Obama’s Buildup of Military Forces In the Civilian Sector

“No person shall be held to answer for a capital, or otherwise infamous crime, unless on a presentment or indictment of a grand jury, except in cases arising in the land or naval forces, or in the militia, when in actual service in time of war or public danger; nor shall any person be subject for the same offense to be twice put in jeopardy of life or limb; nor shall be compelled in any criminal case to be a witness against himself, nor be deprived of life, liberty, or property, without due process of law; nor shall private property be taken for public use, without just compensation.” — Fifth Amendment to the U.S. Constitution.

The Fifth Amendment creates a number of rights relevant to both criminal and civil legal proceedings. In criminal cases, the Fifth Amendment guarantees the right to a grand jury, forbids “double jeopardy,” and protects against self-incrimination. It also requires that “due process of law” be part of any proceeding that denies a citizen “life, liberty or property” and requires the government to compensate citizens when it takes private property for public use.

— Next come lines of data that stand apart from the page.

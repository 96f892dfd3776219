//! Metric names emitted by the tracker.

/// Messages read from the recognizer output.
pub const MESSAGES_RECEIVED: &str = "plate_tracker_messages_received_total";

/// Messages that could not be decoded and were dropped.
pub const MESSAGES_DROPPED: &str = "plate_tracker_messages_dropped_total";

/// Plate readings contained in decoded messages.
pub const READINGS_RECEIVED: &str = "plate_tracker_readings_received_total";

/// Readings kept out of the candidates, labeled by `reason`.
pub const READINGS_REJECTED: &str = "plate_tracker_readings_rejected_total";

/// Candidates confirmed and handed over for publication.
pub const PLATES_CONFIRMED: &str = "plate_tracker_plates_confirmed_total";

/// Confirmed plates forgotten after the lost window.
pub const PLATES_LOST: &str = "plate_tracker_plates_lost_total";

pub const CANDIDATES_TRACKED: &str = "plate_tracker_candidates";
pub const CONFIRMED_TRACKED: &str = "plate_tracker_confirmed";

pub const BATCH_DURATION: &str = "plate_tracker_batch_duration_seconds";

/// Publications delivered to the sink, labeled by `outcome`.
pub const PUBLICATIONS: &str = "plate_tracker_publications_total";
pub const PUBLISH_DURATION: &str = "plate_tracker_publish_duration_seconds";

/// Messages waiting in the dispatcher queue.
pub const PENDING_MESSAGES: &str = "plate_tracker_pending_messages";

Our Founders believed that private property was an essential component of Life, Liberty, and the Pursuit of Happiness. The concept of “Happiness” was defined by our Founders as Property. As James Madison stated in his1792 Essay on Property;

“… In a word, as a man is said to have a right to his property, he may be equally said to have a property in his rights.

Where an excess of power prevails, property of no sort is duly respected. No man is safe in his opinions, his person, his faculties, or his possessions.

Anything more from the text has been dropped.